### TO DO
From the entries below, copy exactly the lines from the one that contains "Overall service status." through the one that contains "async fn health_check(State(state): State<AppState>)", both included, and only those.

### Stored items from a collection
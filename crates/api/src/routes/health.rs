use axum::extract::State;
use axum::{routing::get, Json, Router};
use serde::Serialize;

use crate::state::AppState;

/// Health check response payload.
#[derive(Serialize)]
pub struct HealthResponse {
    /// Overall service status.
    pub status: &'static str,
    /// Crate version from Cargo.toml.
    pub version: &'static str,
    /// Whether the page repository is reachable.
    pub db_healthy: bool,
}

/// GET /health -- returns service and storage health.
async fn health_check(State(state): State<AppState>) -> Json<HealthResponse> {
    let db_healthy = state.store.repository().health_check().await.is_ok();

    let status = if db_healthy { "ok" } else { "degraded" };

    Json(HealthResponse {
        status,
        version: env!("CARGO_PKG_VERSION"),
        db_healthy,
    })
}

/// Mount health check routes (root level, not under `/api/v1`).
pub fn router() -> Router<AppState> {
    Router::new().route("/health", get(health_check))
}
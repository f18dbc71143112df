//! Visible-character counting over arbitrary JSON fragments.
//!
//! Patch values can be whole nodes, arrays of nodes, or bare strings (a
//! replaced `text` field), so counting works on raw JSON rather than only on
//! parsed documents.

use serde::Serialize;
use serde_json::Value;
use similar::{ChangeTag, TextDiff};

use crate::document::Node;

/// Count visible characters in a JSON fragment.
///
/// - arrays sum their elements
/// - strings count their own characters
/// - objects are parsed as document nodes and count their text leaves
/// - anything else counts as zero
pub fn count_chars(value: &Value) -> usize {
    match value {
        Value::Array(items) => items.iter().map(count_chars).sum(),
        Value::String(s) => s.chars().count(),
        Value::Object(_) => Node::from_value(value).visible_chars(),
        _ => 0,
    }
}

/// Edit-size weight of an inserted or removed fragment: an image node counts
/// as a single unit, everything else by its visible characters.
pub fn edit_weight(value: &Value) -> usize {
    if value.get("type").and_then(Value::as_str) == Some("image") {
        1
    } else {
        count_chars(value)
    }
}

/// Character-level difference between two texts.
#[derive(Debug, Clone, Copy, Default, PartialEq, Eq, Serialize)]
pub struct CharDelta {
    pub added: usize,
    pub removed: usize,
    /// Estimated replaced characters: `min(added, removed)`. An approximation,
    /// not an exact edit-script count.
    pub replacements: usize,
}

/// Diff two texts character by character and tally inserted/deleted chars.
pub fn char_delta(old: &str, new: &str) -> CharDelta {
    let diff = TextDiff::from_chars(old, new);
    let mut delta = CharDelta::default();
    for change in diff.iter_all_changes() {
        let n = change.value().chars().count();
        match change.tag() {
            ChangeTag::Insert => delta.added += n,
            ChangeTag::Delete => delta.removed += n,
            ChangeTag::Equal => {}
        }
    }
    delta.replacements = delta.added.min(delta.removed);
    delta
}

#[cfg(test)]
mod tests {
    use super::*;
    use serde_json::json;

    #[test]
    fn counts_nested_text_nodes() {
        let doc = json!({
            "type": "doc",
            "content": [
                {"type": "paragraph", "content": [{"type": "text", "text": "Hello"}]},
                {"type": "paragraph", "content": [{"type": "text", "text": " world"}]}
            ]
        });
        assert_eq!(count_chars(&doc), 11);
    }

    #[test]
    fn counts_arrays_and_strings() {
        let fragment = json!([
            {"type": "text", "text": "ab"},
            "cde"
        ]);
        assert_eq!(count_chars(&fragment), 5);
    }

    #[test]
    fn counts_unicode_scalars_not_bytes() {
        assert_eq!(count_chars(&json!("안녕하세요")), 5);
    }

    #[test]
    fn scalars_count_zero() {
        assert_eq!(count_chars(&json!(12)), 0);
        assert_eq!(count_chars(&json!(null)), 0);
    }

    #[test]
    fn char_delta_counts_insertions_and_deletions() {
        let delta = char_delta("Hello", "Hello world");
        assert_eq!(delta.added, 6);
        assert_eq!(delta.removed, 0);
        assert_eq!(delta.replacements, 0);
    }

    #[test]
    fn char_delta_estimates_replacements() {
        let delta = char_delta("cat", "cot");
        assert_eq!(delta.added, 1);
        assert_eq!(delta.removed, 1);
        assert_eq!(delta.replacements, 1);
        assert_eq!(char_delta("same", "same"), CharDelta::default());
    }

    #[test]
    fn image_weighs_one_unit() {
        let image = json!({"type": "image", "attrs": {"src": "x.png"}});
        assert_eq!(edit_weight(&image), 1);
        assert_eq!(edit_weight(&json!({"type": "text", "text": "abc"})), 3);
    }
}
#![allow(dead_code)]

use std::sync::Arc;

use axum::body::Body;
use axum::http::header::{AUTHORIZATION, CONTENT_TYPE};
use axum::http::{Method, Request};
use axum::response::Response;
use axum::Router;
use http_body_util::BodyExt;
use revwiki_core::memory::MemoryRepository;
use revwiki_core::revision_store::{RevisionStore, RevisionStoreConfig};
use serde_json::{json, Value};
use tower::ServiceExt;

use jsonwebtoken::{encode, EncodingKey, Header};
use revwiki_api::auth::jwt::{Claims, JwtConfig};
use revwiki_api::config::{ServerConfig, DEFAULT_DIFF_CONTEXT};
use revwiki_api::router::build_app_router;
use revwiki_api::state::AppState;

pub const ALICE: i64 = 1;
pub const BOB: i64 = 2;

/// Build a test `ServerConfig` with safe defaults.
pub fn test_config() -> ServerConfig {
    ServerConfig {
        host: "127.0.0.1".to_string(),
        port: 0,
        cors_origins: vec!["http://localhost:5173".to_string()],
        request_timeout_secs: 30,
        database_url: None,
        db_max_connections: 1,
        store: RevisionStoreConfig {
            snapshot_threshold: 3,
            ..RevisionStoreConfig::default()
        },
        default_diff_context: DEFAULT_DIFF_CONTEXT,
        jwt: JwtConfig {
            secret: "test-secret-that-is-long-enough-for-hmac".to_string(),
        },
    }
}

/// Full application router over a fresh in-memory repository with two
/// known authors. The router is `Clone`; clones share the same storage.
pub async fn build_test_app() -> Router {
    let config = test_config();
    let repo = Arc::new(MemoryRepository::new());
    repo.insert_user(ALICE, "alice").await;
    repo.insert_user(BOB, "bob").await;

    let store = RevisionStore::new(repo, config.store).unwrap();
    let state = AppState {
        store: Arc::new(store),
        config: Arc::new(config.clone()),
    };
    build_app_router(state, &config)
}

/// Sign a token the way the identity service does.
pub fn sign_token(user_id: i64, expires_in_secs: i64) -> String {
    let claims = Claims {
        sub: user_id,
        exp: chrono::Utc::now().timestamp() + expires_in_secs,
    };
    let secret = test_config().jwt.secret;
    encode(
        &Header::default(),
        &claims,
        &EncodingKey::from_secret(secret.as_bytes()),
    )
    .unwrap()
}

/// `Authorization` header value for `user_id`.
pub fn auth_header(user_id: i64) -> String {
    format!("Bearer {}", sign_token(user_id, 900))
}

pub async fn get(app: Router, uri: &str) -> Response {
    let request = Request::builder()
        .method(Method::GET)
        .uri(uri)
        .body(Body::empty())
        .unwrap();
    app.oneshot(request).await.unwrap()
}

/// POST a JSON body, optionally with an `Authorization` header value.
pub async fn post_json(app: Router, uri: &str, body: Value, auth: Option<&str>) -> Response {
    let mut builder = Request::builder()
        .method(Method::POST)
        .uri(uri)
        .header(CONTENT_TYPE, "application/json");
    if let Some(auth) = auth {
        builder = builder.header(AUTHORIZATION, auth);
    }
    let request = builder.body(Body::from(body.to_string())).unwrap();
    app.oneshot(request).await.unwrap()
}

pub async fn body_json(response: Response) -> Value {
    let bytes = response.into_body().collect().await.unwrap().to_bytes();
    serde_json::from_slice(&bytes).unwrap()
}

/// A document with one paragraph per entry.
pub fn doc(paragraphs: &[&str]) -> Value {
    let content: Vec<Value> = paragraphs
        .iter()
        .map(|p| json!({"type": "paragraph", "content": [{"type": "text", "text": p}]}))
        .collect();
    json!({"type": "doc", "content": content})
}

/// Save `paragraphs` as `title` on behalf of `user_id`; returns the `data` payload.
pub async fn save(app: &Router, title: &str, paragraphs: &[&str], user_id: i64) -> Value {
    let auth = auth_header(user_id);
    let response = post_json(
        app.clone(),
        "/api/v1/pages",
        json!({"title": title, "content": doc(paragraphs), "summary": "edit"}),
        Some(&auth),
    )
    .await;
    assert_eq!(response.status(), axum::http::StatusCode::CREATED);
    body_json(response).await["data"].clone()
}
//! Page rows.

use revwiki_core::repository::{PageListItem, PageRecord};
use revwiki_core::types::{DbId, Document, Timestamp};
use sqlx::FromRow;

/// A row from the `pages` table.
#[derive(Debug, Clone, FromRow)]
pub struct Page {
    pub id: DbId,
    pub title: String,
    pub current_rev_id: Option<DbId>,
    pub current_rev_number: i32,
    pub content: Option<Document>,
    pub created_by: Option<DbId>,
    pub created_at: Timestamp,
    pub updated_at: Timestamp,
}

impl From<Page> for PageRecord {
    fn from(row: Page) -> Self {
        Self {
            id: row.id,
            title: row.title,
            current_rev_id: row.current_rev_id,
            current_rev_number: row.current_rev_number,
            content: row.content,
            created_by: row.created_by,
            created_at: row.created_at,
            updated_at: row.updated_at,
        }
    }
}

/// Lightweight page row for recency listings.
#[derive(Debug, Clone, FromRow)]
pub struct PageSummary {
    pub id: DbId,
    pub title: String,
    pub current_rev_number: i32,
    pub updated_at: Timestamp,
}

impl From<PageSummary> for PageListItem {
    fn from(row: PageSummary) -> Self {
        Self {
            id: row.id,
            title: row.title,
            current_rev_number: row.current_rev_number,
            updated_at: row.updated_at,
        }
    }
}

### RESPONSE
    /// Overall service status.
    pub status: &'static str,
    /// Crate version from Cargo.toml.
    pub version: &'static str,
    /// Whether the page repository is reachable.
    pub db_healthy: bool,
}

/// GET /health -- returns service and storage health.
async fn health_check(State(state): State<AppState>) -> Json<HealthResponse> {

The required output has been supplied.